**RECORDS SHOWN**
use std::fs;
use std::io::ErrorKind;
use std::path::{Path, PathBuf};
use std::time::Duration;

use anyhow::{bail, Context};
use log::LevelFilter;
use serde::{Deserialize, Serialize};
use testgen_engine::{
    ApiSettings, EngineSettings, KbNotePolicy, RunSource, StreamSettings, DEFAULT_API_BASE_URL,
};

use super::cli::{GenerateArgs, Overrides};
use super::logging::LogDestination;

pub const DEFAULT_SETTINGS_FILE: &str = "testgen.ron";

pub const ENV_API_URL: &str = "TESTGEN_API_URL";
pub const ENV_USE_MOCK: &str = "TESTGEN_USE_MOCK";
pub const ENV_OUTPUT_DIR: &str = "TESTGEN_OUTPUT_DIR";

/// Resolved from defaults, then the RON file, then the environment, then flags.
#[derive(Debug, Clone, PartialEq, Serialize, Deserialize)]
#[serde(default)]
pub struct Settings {
    pub api_base_url: String,
    pub use_mock_fallback: bool,
    pub project_id: String,
    pub output_dir: PathBuf,
    pub log_destination: LogDestination,
    pub log_level: String,
    pub source: RunSource,
    pub kb_note_policy: KbNotePolicy,
}

impl Default for Settings {
    fn default() -> Self {
        Self {
            api_base_url: DEFAULT_API_BASE_URL.to_string(),
            use_mock_fallback: true,
            project_id: "1".to_string(),
            output_dir: PathBuf::from("./exports"),
            log_destination: LogDestination::File,
            log_level: "info".to_string(),
            source: RunSource::Mock,
            kb_note_policy: KbNotePolicy::Forward,
        }
    }
}

impl Settings {
    /// An explicit path must exist; the default file is optional.
    pub fn load(explicit: Option<&Path>) -> anyhow::Result<Self> {
        match explicit {
            Some(path) => {
                let text = fs::read_to_string(path)
                    .with_context(|| format!("cannot read settings file {}", path.display()))?;
                Self::parse(&text, path)
            }
            None => Self::load_optional(Path::new(DEFAULT_SETTINGS_FILE)),
        }
    }

    fn load_optional(path: &Path) -> anyhow::Result<Self> {
        match fs::read_to_string(path) {
            Ok(text) => Self::parse(&text, path),
            Err(err) if err.kind() == ErrorKind::NotFound => Ok(Self::default()),
            Err(err) => {
                Err(err).with_context(|| format!("cannot read settings file {}", path.display()))
            }
        }
    }

    fn parse(text: &str, path: &Path) -> anyhow::Result<Self> {
        ron::from_str(text).with_context(|| format!("invalid settings in {}", path.display()))
    }

    pub fn apply_env(&mut self, lookup: impl Fn(&str) -> Option<String>) -> anyhow::Result<()> {
        if let Some(url) = lookup(ENV_API_URL).filter(|v| !v.trim().is_empty()) {
            self.api_base_url = url;
        }
        if let Some(raw) = lookup(ENV_USE_MOCK) {
            self.use_mock_fallback = parse_flag(&raw)
                .with_context(|| format!("{ENV_USE_MOCK} must be true or false"))?;
        }
        if let Some(dir) = lookup(ENV_OUTPUT_DIR).filter(|v| !v.trim().is_empty()) {
            self.output_dir = PathBuf::from(dir);
        }
        Ok(())
    }

    pub fn apply_overrides(&mut self, overrides: &Overrides) {
        if let Some(url) = &overrides.api_url {
            self.api_base_url = url.clone();
        }
        if let Some(project) = &overrides.project {
            self.project_id = project.clone();
        }
        if let Some(dir) = &overrides.output_dir {
            self.output_dir = dir.clone();
        }
        if overrides.no_mock_fallback {
            self.use_mock_fallback = false;
        }
        if let Some(destination) = overrides.log {
            self.log_destination = destination;
        }
        if let Some(level) = &overrides.log_level {
            self.log_level = level.clone();
        }
    }

    pub fn apply_generate_overrides(&mut self, args: &GenerateArgs) {
        if let Some(source) = args.source {
            self.source = source.into();
        }
        if let Some(policy) = args.kb_notes {
            self.kb_note_policy = policy.into();
        }
    }

    /// `None` for an unknown level name; the caller falls back to `info`
    /// and reports it once logging is up.
    pub fn level_filter(&self) -> Option<LevelFilter> {
        self.log_level.trim().parse().ok()
    }

    pub fn api_settings(&self) -> ApiSettings {
        ApiSettings {
            base_url: self.api_base_url.clone(),
            use_mock_fallback: self.use_mock_fallback,
            request_timeout: Duration::from_secs(30),
        }
    }

    pub fn engine_settings(&self) -> EngineSettings {
        EngineSettings {
            api: self.api_settings(),
            stream: StreamSettings {
                base_url: self.api_base_url.clone(),
                project_id: self.project_id.clone(),
                kb_note_policy: self.kb_note_policy,
                ..StreamSettings::default()
            },
            source: self.source,
            project_id: self.project_id.clone(),
            output_dir: self.output_dir.clone(),
        }
    }
}

fn parse_flag(raw: &str) -> anyhow::Result<bool> {
    match raw.trim().to_ascii_lowercase().as_str() {
        "1" | "true" | "yes" | "on" => Ok(true),
        "0" | "false" | "no" | "off" => Ok(false),
        other => bail!("unrecognised value `{other}`"),
    }
}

**WHAT THE TASK REQUIRES**
Please transcribe each of the entries, exactly as written.

**TASK RESPONSE**
use std::fs;
use std::io::ErrorKind;
use std::path::{Path, PathBuf};
use std::time::Duration;

use anyhow::{bail, Context};
use log::LevelFilter;
use serde::{Deserialize, Serialize};
use testgen_engine::{
    ApiSettings, EngineSettings, KbNotePolicy, RunSource, StreamSettings, DEFAULT_API_BASE_URL,
};

use super::cli::{GenerateArgs, Overrides};
use super::logging::LogDestination;

pub const DEFAULT_SETTINGS_FILE: &str = "testgen.ron";

pub const ENV_API_URL: &str = "TESTGEN_API_URL";
pub const ENV_USE_MOCK: &str = "TESTGEN_USE_MOCK";
pub const ENV_OUTPUT_DIR: &str = "TESTGEN_OUTPUT_DIR";

/// Resolved from defaults, then the RON file, then the environment, then flags.
#[derive(Debug, Clone, PartialEq, Serialize, Deserialize)]
#[serde(default)]
pub struct Settings {
    pub api_base_url: String,
    pub use_mock_fallback: bool,
    pub project_id: String,
    pub output_dir: PathBuf,
    pub log_destination: LogDestination,
    pub log_level: String,
    pub source: RunSource,
    pub kb_note_policy: KbNotePolicy,
}

impl Default for Settings {
    fn default() -> Self {
        Self {
            api_base_url: DEFAULT_API_BASE_URL.to_string(),
            use_mock_fallback: true,
            project_id: "1".to_string(),
            output_dir: PathBuf::from("./exports"),
            log_destination: LogDestination::File,
            log_level: "info".to_string(),
            source: RunSource::Mock,
            kb_note_policy: KbNotePolicy::Forward,
        }
    }
}

impl Settings {
    /// An explicit path must exist; the default file is optional.
    pub fn load(explicit: Option<&Path>) -> anyhow::Result<Self> {
        match explicit {
            Some(path) => {
                let text = fs::read_to_string(path)
                    .with_context(|| format!("cannot read settings file {}", path.display()))?;
                Self::parse(&text, path)
            }
            None => Self::load_optional(Path::new(DEFAULT_SETTINGS_FILE)),
        }
    }

    fn load_optional(path: &Path) -> anyhow::Result<Self> {
        match fs::read_to_string(path) {
            Ok(text) => Self::parse(&text, path),
            Err(err) if err.kind() == ErrorKind::NotFound => Ok(Self::default()),
            Err(err) => {
                Err(err).with_context(|| format!("cannot read settings file {}", path.display()))
            }
        }
    }

    fn parse(text: &str, path: &Path) -> anyhow::Result<Self> {
        ron::from_str(text).with_context(|| format!("invalid settings in {}", path.display()))
    }

    pub fn apply_env(&mut self, lookup: impl Fn(&str) -> Option<String>) -> anyhow::Result<()> {
        if let Some(url) = lookup(ENV_API_URL).filter(|v| !v.trim().is_empty()) {
            self.api_base_url = url;
        }
        if let Some(raw) = lookup(ENV_USE_MOCK) {
            self.use_mock_fallback = parse_flag(&raw)
                .with_context(|| format!("{ENV_USE_MOCK} must be true or false"))?;
        }
        if let Some(dir) = lookup(ENV_OUTPUT_DIR).filter(|v| !v.trim().is_empty()) {
            self.output_dir = PathBuf::from(dir);
        }
        Ok(())
    }

    pub fn apply_overrides(&mut self, overrides: &Overrides) {
        if let Some(url) = &overrides.api_url {
            self.api_base_url = url.clone();
        }
        if let Some(project) = &overrides.project {
            self.project_id = project.clone();
        }
        if let Some(dir) = &overrides.output_dir {
            self.output_dir = dir.clone();
        }
        if overrides.no_mock_fallback {
            self.use_mock_fallback = false;
        }
        if let Some(destination) = overrides.log {
            self.log_destination = destination;
        }
        if let Some(level) = &overrides.log_level {
            self.log_level = level.clone();
        }
    }

    pub fn apply_generate_overrides(&mut self, args: &GenerateArgs) {
        if let Some(source) = args.source {
            self.source = source.into();
        }
        if let Some(policy) = args.kb_notes {
            self.kb_note_policy = policy.into();
        }
    }

    /// `None` for an unknown level name; the caller falls back to `info`
    /// and reports it once logging is up.
    pub fn level_filter(&self) -> Option<LevelFilter> {
        self.log_level.trim().parse().ok()
    }

    pub fn api_settings(&self) -> ApiSettings {
        ApiSettings {
            base_url: self.api_base_url.clone(),
            use_mock_fallback: self.use_mock_fallback,
            request_timeout: Duration::from_secs(30),
        }
    }

    pub fn engine_settings(&self) -> EngineSettings {
        EngineSettings {
            api: self.api_settings(),
            stream: StreamSettings {
                base_url: self.api_base_url.clone(),
                project_id: self.project_id.clone(),
                kb_note_policy: self.kb_note_policy,
                ..StreamSettings::default()
            },
            source: self.source,
            project_id: self.project_id.clone(),
            output_dir: self.output_dir.clone(),
        }
    }
}

fn parse_flag(raw: &str) -> anyhow::Result<bool> {
    match raw.trim().to_ascii_lowercase().as_str() {
        "1" | "true" | "yes" | "on" => Ok(true),
        "0" | "false" | "no" | "off" => Ok(false),
        other => bail!("unrecognised value `{other}`"),
    }
}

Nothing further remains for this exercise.